If I were to ask, "What is a review?," how would you answer?
Well, Meggie, I have a question for you: If books are subjective, what are book-reviews?
Also subjective...or objective?
For me, as a blogger, when I write a review, I feel like I'm giving a slightly-glorified opinion.
I have no intention of being scholarly, or academic, or unbiased, or objective, and I hope I haven't given off that impression. I don't write for PW, or SLJ, or any other professional company or organization. Because of this, I don't feel the need to make my reviews sound professional. Coherent? Yes. Respectful? Yes - hopefully. Persuasive? ...maybe :) But "Imagination in Focus," my blog, is the little corner of the universe where I can post about my reading experiences. That's it. And I hope that what I write is meaningful to you all and may prompt you to either pick up the book I've reviewed, or not. But I don't blog in order to persuade you, or get you to feel the same way.
For me, fun-reading is not an objective experience, because I feel like literature, as an art form, is a very subjective thing. It's all about interpretations and feelings. And I don't know about you, but when I read professional reviews, I find that the reviewer writes as if making statements of fact, or declarations, or other telling-sentences. And that's what I would expect from a paid professional. That's certainly how I'd write, if I were in that position.
But here, when I write a review for a book, I'm basically telling you how the book made me feel, as well as the various reactions. I guess, then, that instead of saying "Review - Legend" maybe I ought to say "Reaction - Legend."
So here's the breakdown of my review/reactions:
How I, as a reader, reacted to
- the overall plot: Was it exciting? Was it dull? Did it drag in the middle? Sometimes I'm so busy telling you how I reacted to the plot, that I forget to describe the plot for you. Oh, bother.
- the main character(s): This is what I would call the most subjective aspect of reading. It all boils down to the characters, and whether or not the reader likes the protagonist. For me, if I don't like the main character, I might as well stop reading. But the kind of character I like may not be the one you like. Characters like Jace Wayland, Noah Shaw, Prince Ash, Finnikin, and the like drive me absolutely batcrap crazy. On the other hand, these may be the kind of characters you love. It all depends.
As far as characters are concerned, I'm old-school. I like my heroes to be heroic. Did I say perfect? Absolutely not - que aburrido! But there are some flaws I don't like to see in a hero.
And usually I like the conflict in a novel to be plot-induced, rather than coming from the characters' actions or behaviors. I try and stay away from "angst," as well. But that's just me.

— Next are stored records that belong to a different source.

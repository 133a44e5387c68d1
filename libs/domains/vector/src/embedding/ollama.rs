use async_trait::async_trait;
use reqwest::Client;
use serde::{Deserialize, Serialize};
use tracing::{debug, info};

use super::Embedder;
use crate::error::{VectorError, VectorResult};

/// Ollama engine configuration
#[derive(Debug, Clone, Deserialize)]
pub struct OllamaConfig {
    pub model: String,
    /// Base URL, e.g. `http://localhost:11434`
    pub endpoint: String,
    /// Pull the model when the engine is prepared
    #[serde(default = "default_pull")]
    pub pull: bool,
}

fn default_pull() -> bool {
    true
}

impl OllamaConfig {
    pub fn new(model: impl Into<String>, endpoint: impl Into<String>) -> Self {
        Self {
            model: model.into(),
            endpoint: endpoint.into(),
            pull: default_pull(),
        }
    }
}

/// Embeddings served by a local Ollama instance
pub struct OllamaEmbedder {
    client: Client,
    config: OllamaConfig,
}

impl OllamaEmbedder {
    pub fn new(config: OllamaConfig) -> Self {
        Self {
            client: Client::new(),
            config,
        }
    }

    fn url(&self, path: &str) -> String {
        format!("{}{}", self.config.endpoint.trim_end_matches('/'), path)
    }
}

#[derive(Debug, Serialize)]
struct PullRequest<'a> {
    name: &'a str,
    stream: bool,
}

#[derive(Debug, Serialize)]
struct EmbeddingRequest<'a> {
    model: &'a str,
    prompt: &'a str,
}

#[derive(Debug, Deserialize)]
struct EmbeddingResponse {
    #[serde(default)]
    embedding: Vec<f32>,
}

#[async_trait]
impl Embedder for OllamaEmbedder {
    async fn embed(&self, text: &str) -> VectorResult<Vec<f32>> {
        let response = self
            .client
            .post(self.url("/api/embeddings"))
            .json(&EmbeddingRequest {
                model: &self.config.model,
                prompt: text,
            })
            .send()
            .await?;

        if !response.status().is_success() {
            let status = response.status();
            let error_text = response.text().await.unwrap_or_default();
            return Err(VectorError::Embedding(format!(
                "Ollama API error ({}): {}",
                status, error_text
            )));
        }

        let body: EmbeddingResponse = response.json().await?;
        debug!(model = %self.config.model, dimension = body.embedding.len(), "Embedded text");
        Ok(body.embedding)
    }

    async fn prepare(&self) -> VectorResult<()> {
        if !self.config.pull {
            return Ok(());
        }

        info!(model = %self.config.model, endpoint = %self.config.endpoint, "Pulling model");
        let response = self
            .client
            .post(self.url("/api/pull"))
            .json(&PullRequest {
                name: &self.config.model,
                stream: false,
            })
            .send()
            .await?;

        if !response.status().is_success() {
            let status = response.status();
            let error_text = response.text().await.unwrap_or_default();
            return Err(VectorError::Embedding(format!(
                "Model pull failed ({}): {}",
                status, error_text
            )));
        }

        // Drain the body so the pull has finished before we return.
        response.bytes().await?;
        Ok(())
    }
}

#[cfg(test)]
mod tests {
    use super::*;

    #[test]
    fn test_request_shape() {
        let body = serde_json::to_value(EmbeddingRequest {
            model: "nomic-embed-text",
            prompt: "hello",
        })
        .unwrap();
        assert_eq!(
            body,
            serde_json::json!({"model": "nomic-embed-text", "prompt": "hello"})
        );
    }

    #[test]
    fn test_missing_embedding_is_empty() {
        let body: EmbeddingResponse = serde_json::from_str("{}").unwrap();
        assert!(body.embedding.is_empty());
    }

    #[test]
    fn test_url_joins_without_double_slash() {
        let embedder = OllamaEmbedder::new(OllamaConfig::new("m", "http://ollama:11434/"));
        assert_eq!(
            embedder.url("/api/embeddings"),
            "http://ollama:11434/api/embeddings"
        );
    }

    #[test]
    fn test_config_pull_defaults_on() {
        let config: OllamaConfig =
            serde_json::from_str(r#"{"model": "m", "endpoint": "http://x"}"#).unwrap();
        assert!(config.pull);
    }
}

- the love story/romance angle - let's face it: nearly all YA books (paranormal, dystopian, or fantasy) have some sort of romance angle. Usually I mention something about this - whether or not I found it believable, or appropriate (given the characters' ages and backgrounds), or sweet, or maddening, etc.

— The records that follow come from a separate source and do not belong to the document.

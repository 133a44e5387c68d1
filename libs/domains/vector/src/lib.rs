//! Vector Domain Library
//!
//! Records harvested by the pipeline are embedded and stored as points in a
//! vector collection. Each point carries a `consumed` flag; prompt assembly
//! only ever retrieves unconsumed points and flips the flag on what it uses.
//!
//! # Architecture
//!
//! ```text
//! ┌─────────────────┐
//! │   VectorSink    │  ← upsert / fetch / mark_consumed
//! └────────┬────────┘
//!          │
//! ┌────────▼────────┐     ┌─────────────────┐
//! │ PointRepository │     │    Embedder     │
//! │    (trait)      │     │    (trait)      │
//! └────────┬────────┘     └────────┬────────┘
//!          │                       │
//! ┌────────▼──────────────┐ ┌──────▼──────────┐
//! │ QdrantRepository      │ │ OllamaEmbedder  │
//! │ InMemoryPointRepository│ │ OpenAIEmbedder  │
//! └───────────────────────┘ └─────────────────┘
//! ```
//!
//! # Usage
//!
//! ```rust,no_run
//! use domain_vector::{
//!     FetchFilters, OllamaConfig, OllamaEmbedder, QdrantConfig, QdrantRepository, Sink,
//!     VectorSink,
//! };
//! use std::sync::Arc;
//!
//! # async fn example() -> Result<(), Box<dyn std::error::Error>> {
//! let config = QdrantConfig::new("localhost", "lkml");
//! let repository = QdrantRepository::new(config)?;
//! let embedder = Arc::new(OllamaEmbedder::new(OllamaConfig::new(
//!     "nomic-embed-text",
//!     "http://localhost:11434",
//! )));
//!
//! let sink = VectorSink::new(repository, embedder, "lkml");
//! let candidates = sink.fetch(&FetchFilters::new("lkml", "18c2f", 50)).await?;
//! let ids: Vec<_> = candidates.iter().map(|c| c.point_id).collect();
//! sink.mark_consumed(&ids).await?;
//! # Ok(())
//! # }
//! ```

pub mod embedding;
pub mod error;
pub mod memory;
pub mod models;
pub mod qdrant;
pub mod repository;
pub mod sink;

// Re-export commonly used types
pub use embedding::{Embedder, OllamaConfig, OllamaEmbedder, OpenAIConfig, OpenAIEmbedder};
pub use error::{VectorError, VectorResult};
pub use memory::InMemoryPointRepository;
pub use models::{
    Candidate, FetchFilters, Metadata, Point, PointPayload, Record, ScoredPoint, StoredPoint,
};
pub use qdrant::{QdrantConfig, QdrantRepository};
pub use repository::PointRepository;
pub use sink::{Sink, VectorSink};
//! Dispatch pool.
//!
//! Each dispatcher takes a prompt id from the prompt buffer, downloads the
//! prompt, asks the completion client for a response, charges the tokens to
//! the shared [`TokenBudget`] and stores the response under the prompt id.
//! The budget is zeroed at local midnight by a task that lives as long as
//! the pool. Once every dispatcher has stopped on a spent budget the pool
//! waits for that reset and starts a fresh set of dispatchers.

mod worker;

pub use worker::{DispatchOutcome, DispatchSettings, Dispatcher, StopReason};

use std::sync::Arc;

use messaging::Buffer;
use serde::Deserialize;
use tokio::sync::watch;
use tokio::task::JoinSet;
use tracing::{error, info};

use crate::budget::{TokenBudget, run_daily_reset};
use crate::error::{PipelineError, PipelineResult};
use crate::llm::CompletionClient;
use crate::metrics::PipelineMetrics;
use crate::shutdown::is_shutdown;
use crate::storage::BlobStorage;

/// What a dispatcher does when it finds the daily budget spent.
#[derive(Debug, Clone, Copy, Default, PartialEq, Eq, Deserialize)]
#[serde(rename_all = "snake_case")]
pub enum ExhaustionPolicy {
    /// The worker that observes exhaustion exits; others finish their
    /// current call and exit on their next check.
    #[default]
    StopWorker,
    /// The first worker to observe exhaustion stops every other worker.
    StopPool,
}

pub struct DispatchPool {
    input: Arc<dyn Buffer>,
    prompts: Arc<dyn BlobStorage>,
    responses: Vec<Arc<dyn BlobStorage>>,
    client: Arc<dyn CompletionClient>,
    budget: Arc<TokenBudget>,
    settings: DispatchSettings,
    workers: usize,
}

impl DispatchPool {
    /// `workers` dispatchers run per response storage.
    pub fn new(
        input: Arc<dyn Buffer>,
        prompts: Arc<dyn BlobStorage>,
        responses: Vec<Arc<dyn BlobStorage>>,
        client: Arc<dyn CompletionClient>,
        budget: Arc<TokenBudget>,
        settings: DispatchSettings,
        workers: usize,
    ) -> PipelineResult<Self> {
        if responses.is_empty() {
            return Err(PipelineError::Config(
                "Dispatcher needs at least one responses storage".into(),
            ));
        }

        Ok(Self {
            input,
            prompts,
            responses,
            client,
            budget,
            settings,
            workers: workers.max(1),
        })
    }

    pub fn worker_count(&self) -> usize {
        self.workers * self.responses.len()
    }

    pub fn budget(&self) -> Arc<TokenBudget> {
        self.budget.clone()
    }

    /// Run dispatchers until shutdown.
    ///
    /// Dispatchers stop when the budget runs out; the pool then sleeps until
    /// the daily reset and starts them again. Returns how many workers
    /// stopped because the budget ran out.
    pub async fn run(self, mut shutdown: watch::Receiver<bool>) -> usize {
        let metrics = PipelineMetrics::new("feeder");
        let (reset_tx, reset_rx) = watch::channel(false);
        let reset = tokio::spawn(run_daily_reset(
            self.budget.clone(),
            metrics.clone(),
            reset_rx,
        ));
        info!(
            workers = self.worker_count(),
            limit = self.budget.limit(),
            policy = ?self.settings.policy,
            "Dispatch pool started"
        );

        let mut exhausted = 0;
        loop {
            let stopped = self.run_workers(&mut shutdown, &metrics).await;
            exhausted += stopped;
            if stopped == 0 || is_shutdown(&shutdown) {
                break;
            }

            info!(
                used = self.budget.used(),
                limit = self.budget.limit(),
                "Dispatch workers stopped on the token budget, waiting for the daily reset"
            );
            if !self.budget.wait_for_reset(&mut shutdown).await {
                break;
            }
            info!("Token budget available again, restarting dispatch workers");
        }

        reset_tx.send_replace(true);
        if let Err(e) = reset.await {
            error!(error = %e, "Budget reset task panicked");
        }

        info!(
            exhausted,
            used = self.budget.used(),
            "Dispatch pool stopped"
        );
        exhausted
    }

    /// Spawn one set of dispatchers and wait for all of them to stop.
    ///
    /// Returns how many stopped on the budget.
    async fn run_workers(
        &self,
        shutdown: &mut watch::Receiver<bool>,
        metrics: &PipelineMetrics,
    ) -> usize {
        // Workers listen on this channel; it follows the caller's shutdown
        // and can also be tripped by a StopPool worker.
        let (pool_tx, pool_rx) = watch::channel(*shutdown.borrow());

        let mut workers = JoinSet::new();
        for _ in 0..self.workers {
            for responses in &self.responses {
                let dispatcher = Dispatcher {
                    id: workers.len(),
                    input: self.input.clone(),
                    prompts: self.prompts.clone(),
                    responses: responses.clone(),
                    client: self.client.clone(),
                    budget: self.budget.clone(),
                    settings: self.settings.clone(),
                    stop_pool: pool_tx.clone(),
                    metrics: metrics.clone(),
                };
                workers.spawn(dispatcher.run(pool_rx.clone()));
            }
        }

        let mut exhausted = 0;
        let mut forwarded = false;
        loop {
            tokio::select! {
                joined = workers.join_next() => match joined {
                    Some(Ok(StopReason::BudgetExhausted)) => exhausted += 1,
                    Some(Ok(StopReason::Shutdown)) => {}
                    Some(Err(e)) => error!(error = %e, "Dispatch worker panicked"),
                    None => break,
                },
                // Forward the caller's shutdown once, then keep draining.
                _ = shutdown.wait_for(|stop| *stop), if !forwarded => {
                    forwarded = true;
                    pool_tx.send_replace(true);
                }
            }
        }
        exhausted
    }
}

- the writing style - here is another example of subjectivity: how I react to the style of writing. Sometimes I like the flowery, descriptive-prone writing style; sometimes I like the writing style to give me the scoop and get on with it. It all has to do with the story, for me. I've been bored to tears by books that are what I would call overly descriptive, and I've been unable to wrap my head around what's going on in a story because of not enough descriptions.
What I [usually] avoid:
- Summarizing the plot. Most of the time, I post the Goodreads summary of a book before I delve into the "review." I usually don't summarize the story in my review. I assume that if you're reading the book, you have either read the summary I've pasted at the top, or otherwise have a basic knowledge of the story. I assume that if you want to know more about the book, you'll follow the link to Goodreads. Maybe I ought to do a better job of summarizing the book in the review. Not sure.
So the bottom line is:
When I post a book review, I'm basically talking about how the book made me feel, and how I reacted to it. I'm realizing that this may not the most informative way to review, but to be honest, I used to try and structure my reviews to be informative, and those were the book reviews you could stretch around a 1-mile track. Just because of who I am, where I come from, and what I do for a living, I do try to mention content in the novels I read, or provide links to sites that do a more appropriate job of gauging content in books - just so that the information is there for those who are curious.
But when I review a book...I'm posting my reading reactions. My opinions. They have as much or as little value as you allow. As for me, I like reading about other people's opinions of books, especially those of like-minded readers, because they also help me to know which books to check out and which to avoid. I can't tell you the last time I actually read a professional review from PW, SLJ, or...some of the bigger blog/websites who fancy themselves professionals...Que aburrido!
But readers' reactions and opinions, especially the quirky, humor-prone or short-n-sweet ones? The matter-of-fact and detailed ones? Oh, I could type all night about those!
So what's your review style? What do you seem to talk about the most in your reviews?